GOAL OF THE EXERCISE ▸ Transcribe the records below. Leave nothing out and change nothing.

Excerpts from a dataset:
****************
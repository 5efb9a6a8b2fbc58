//! Named pipe conduit bridging a file-writing export to stdout.
//!
//! The export engine only knows how to write to a path. When the archive
//! has to go to stdout, a FIFO is created in a private temporary directory
//! and a forwarder thread copies everything written into it onward.
//!
//! ```text
//!   engine ──write──▶ $TMP/tarbox-save-XXXX/saveio ──forwarder──▶ stdout
//!                                                     │
//!                                   oneshot<io::Result<u64>> ◀┘
//! ```
//!
//! The forwarder is a detached OS thread rather than a runtime task: it may
//! sit blocked in `open(2)` waiting for a writer that never arrives (export
//! failed before opening its output), and must not hold up process exit.

use std::ffi::CString;
use std::fs::{File, OpenOptions};
use std::io::{self, Write};
use std::os::unix::ffi::OsStrExt;
use std::os::unix::fs::OpenOptionsExt;
use std::path::{Path, PathBuf};

use tarbox_core::error::{Result, TarboxError};
use tempfile::TempDir;
use tokio::sync::oneshot;

use crate::destination::Conduit;

/// File name of the FIFO inside the conduit directory.
const PIPE_NAME: &str = "saveio";

/// Completion signal of a forwarder.
///
/// Resolves once the forwarder has relayed everything written to the pipe,
/// or failed doing so. Dropping it abandons the forwarder.
pub struct ForwardSignal {
    done: oneshot::Receiver<io::Result<u64>>,
}

impl ForwardSignal {
    pub fn new(done: oneshot::Receiver<io::Result<u64>>) -> Self {
        Self { done }
    }

    /// Wait for the forwarder to finish.
    pub async fn wait(self) -> Result<()> {
        match self.done.await {
            Ok(Ok(bytes)) => {
                tracing::debug!(bytes, "Forwarded archive to stdout");
                Ok(())
            }
            Ok(Err(e)) => Err(TarboxError::Forward(e.to_string())),
            Err(_) => Err(TarboxError::Forward(
                "forwarder exited without reporting".to_string(),
            )),
        }
    }
}

/// A FIFO whose contents are relayed to a sink by a background thread.
pub struct PipeConduit {
    dir: TempDir,
    path: PathBuf,
    done: oneshot::Receiver<io::Result<u64>>,
}

impl PipeConduit {
    /// Create a conduit forwarding to the process's stdout.
    pub fn acquire() -> Result<Self> {
        Self::acquire_with(io::stdout())
    }

    /// Create a conduit forwarding to `sink`.
    ///
    /// The forwarder is running when this returns, so a writer opening
    /// [`path`](Self::path) will not block indefinitely.
    pub fn acquire_with<W: Write + Send + 'static>(mut sink: W) -> Result<Self> {
        let dir = tempfile::Builder::new()
            .prefix("tarbox-save-")
            .tempdir()
            .map_err(|e| TarboxError::conduit("Failed to create pipe directory", e))?;
        let path = dir.path().join(PIPE_NAME);
        mkfifo(&path)?;

        let (tx, done) = oneshot::channel();
        let fifo = path.clone();
        std::thread::Builder::new()
            .name("save-forwarder".to_string())
            .spawn(move || {
                let result = forward(&fifo, &mut sink);
                if let Err(e) = &result {
                    tracing::debug!(error = %e, "Forwarder failed");
                }
                let _ = tx.send(result);
            })
            .map_err(|e| TarboxError::conduit("Failed to start pipe forwarder", e))?;

        tracing::debug!(path = %path.display(), "Created stdout pipe");
        Ok(Self { dir, path, done })
    }
}

impl Conduit for PipeConduit {
    fn path(&self) -> &Path {
        &self.path
    }

    fn cleanup(self: Box<Self>) -> ForwardSignal {
        let Self { dir, path, done } = *self;

        release_waiting_reader(&path);
        let dir_path = dir.path().to_path_buf();
        if let Err(e) = dir.close() {
            tracing::warn!(
                dir = %dir_path.display(),
                error = %e,
                "Failed to remove pipe directory"
            );
        }

        ForwardSignal::new(done)
    }
}

/// Copy everything written into the FIFO to `sink`.
fn forward<W: Write>(fifo: &Path, sink: &mut W) -> io::Result<u64> {
    // Blocks until a writer opens the other end
    let mut pipe = File::open(fifo)?;
    let copied = io::copy(&mut pipe, sink)?;
    sink.flush()?;
    Ok(copied)
}

/// Unblock a forwarder stuck in `open(2)` because no writer ever came.
///
/// Opening the write end non-blocking succeeds only while a reader is
/// present; closing it straight away hands the reader an EOF. With no
/// reader the open fails with ENXIO. Returns whether a reader was there.
fn release_waiting_reader(fifo: &Path) -> bool {
    match OpenOptions::new()
        .write(true)
        .custom_flags(libc::O_NONBLOCK)
        .open(fifo)
    {
        Ok(_) => {
            tracing::trace!("Released pipe reader");
            true
        }
        Err(e) => {
            tracing::trace!(error = %e, "No pipe reader to release");
            false
        }
    }
}

fn mkfifo(path: &Path) -> Result<()> {
    let c_path = CString::new(path.as_os_str().as_bytes()).map_err(|e| {
        TarboxError::conduit(
            "Invalid pipe path",
            io::Error::new(io::ErrorKind::InvalidInput, e),
        )
    })?;

    // SAFETY: c_path is a valid NUL-terminated string for the call's duration.
    let rc = unsafe { libc::mkfifo(c_path.as_ptr(), 0o600) };
    if rc != 0 {
        return Err(TarboxError::conduit(
            "Failed to create named pipe",
            io::Error::last_os_error(),
        ));
    }
    Ok(())
}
****************
TASK ANSWER ▸
repository 5efb9a6a8b2fbc58
//! Named pipe conduit bridging a file-writing export to stdout.
//!
//! The export engine only knows how to write to a path. When the archive
//! has to go to stdout, a FIFO is created in a private temporary directory
//! and a forwarder thread copies everything written into it onward.
//!
//! ```text
//!   engine ──write──▶ $TMP/tarbox-save-XXXX/saveio ──forwarder──▶ stdout
//!                                                     │
//!                                   oneshot<io::Result<u64>> ◀┘
//! ```
//!
//! The forwarder is a detached OS thread rather than a runtime task: it may
//! sit blocked in `open(2)` waiting for a writer that never arrives (export
//! failed before opening its output), and must not hold up process exit.

use std::ffi::CString;
use std::fs::{File, OpenOptions};
use std::io::{self, Write};
use std::os::unix::ffi::OsStrExt;
use std::os::unix::fs::OpenOptionsExt;
use std::path::{Path, PathBuf};

use tarbox_core::error::{Result, TarboxError};
use tempfile::TempDir;
use tokio::sync::oneshot;

use crate::destination::Conduit;

/// File name of the FIFO inside the conduit directory.
const PIPE_NAME: &str = "saveio";

/// Completion signal of a forwarder.
///
/// Resolves once the forwarder has relayed everything written to the pipe,
/// or failed doing so. Dropping it abandons the forwarder.
pub struct ForwardSignal {
    done: oneshot::Receiver<io::Result<u64>>,
}

impl ForwardSignal {
    pub fn new(done: oneshot::Receiver<io::Result<u64>>) -> Self {
        Self { done }
    }

    /// Wait for the forwarder to finish.
    pub async fn wait(self) -> Result<()> {
        match self.done.await {
            Ok(Ok(bytes)) => {
                tracing::debug!(bytes, "Forwarded archive to stdout");
                Ok(())
            }
            Ok(Err(e)) => Err(TarboxError::Forward(e.to_string())),
            Err(_) => Err(TarboxError::Forward(
                "forwarder exited without reporting".to_string(),
            )),
        }
    }
}

/// A FIFO whose contents are relayed to a sink by a background thread.
pub struct PipeConduit {
    dir: TempDir,
    path: PathBuf,
    done: oneshot::Receiver<io::Result<u64>>,
}

impl PipeConduit {
    /// Create a conduit forwarding to the process's stdout.
    pub fn acquire() -> Result<Self> {
        Self::acquire_with(io::stdout())
    }

    /// Create a conduit forwarding to `sink`.
    ///
    /// The forwarder is running when this returns, so a writer opening
    /// [`path`](Self::path) will not block indefinitely.
    pub fn acquire_with<W: Write + Send + 'static>(mut sink: W) -> Result<Self> {
        let dir = tempfile::Builder::new()
            .prefix("tarbox-save-")
            .tempdir()
            .map_err(|e| TarboxError::conduit("Failed to create pipe directory", e))?;
        let path = dir.path().join(PIPE_NAME);
        mkfifo(&path)?;

        let (tx, done) = oneshot::channel();
        let fifo = path.clone();
        std::thread::Builder::new()
            .name("save-forwarder".to_string())
            .spawn(move || {
                let result = forward(&fifo, &mut sink);
                if let Err(e) = &result {
                    tracing::debug!(error = %e, "Forwarder failed");
                }
                let _ = tx.send(result);
            })
            .map_err(|e| TarboxError::conduit("Failed to start pipe forwarder", e))?;

        tracing::debug!(path = %path.display(), "Created stdout pipe");
        Ok(Self { dir, path, done })
    }
}

impl Conduit for PipeConduit {
    fn path(&self) -> &Path {
        &self.path
    }

    fn cleanup(self: Box<Self>) -> ForwardSignal {
        let Self { dir, path, done } = *self;

        release_waiting_reader(&path);
        let dir_path = dir.path().to_path_buf();
        if let Err(e) = dir.close() {
            tracing::warn!(
                dir = %dir_path.display(),
                error = %e,
                "Failed to remove pipe directory"
            );
        }

        ForwardSignal::new(done)
    }
}

/// Copy everything written into the FIFO to `sink`.
fn forward<W: Write>(fifo: &Path, sink: &mut W) -> io::Result<u64> {
    // Blocks until a writer opens the other end
    let mut pipe = File::open(fifo)?;
    let copied = io::copy(&mut pipe, sink)?;
    sink.flush()?;
    Ok(copied)
}

/// Unblock a forwarder stuck in `open(2)` because no writer ever came.
///
/// Opening the write end non-blocking succeeds only while a reader is
/// present; closing it straight away hands the reader an EOF. With no
/// reader the open fails with ENXIO. Returns whether a reader was there.
fn release_waiting_reader(fifo: &Path) -> bool {
    match OpenOptions::new()
        .write(true)
        .custom_flags(libc::O_NONBLOCK)
        .open(fifo)
    {
        Ok(_) => {
            tracing::trace!("Released pipe reader");
            true
        }
        Err(e) => {
            tracing::trace!(error = %e, "No pipe reader to release");
            false
        }
    }
}

fn mkfifo(path: &Path) -> Result<()> {
    let c_path = CString::new(path.as_os_str().as_bytes()).map_err(|e| {
        TarboxError::conduit(
            "Invalid pipe path",
            io::Error::new(io::ErrorKind::InvalidInput, e),
        )
    })?;

    // SAFETY: c_path is a valid NUL-terminated string for the call's duration.
    let rc = unsafe { libc::mkfifo(c_path.as_ptr(), 0o600) };
    if rc != 0 {
        return Err(TarboxError::conduit(
            "Failed to create named pipe",
            io::Error::last_os_error(),
        ));
    }
    Ok(())
}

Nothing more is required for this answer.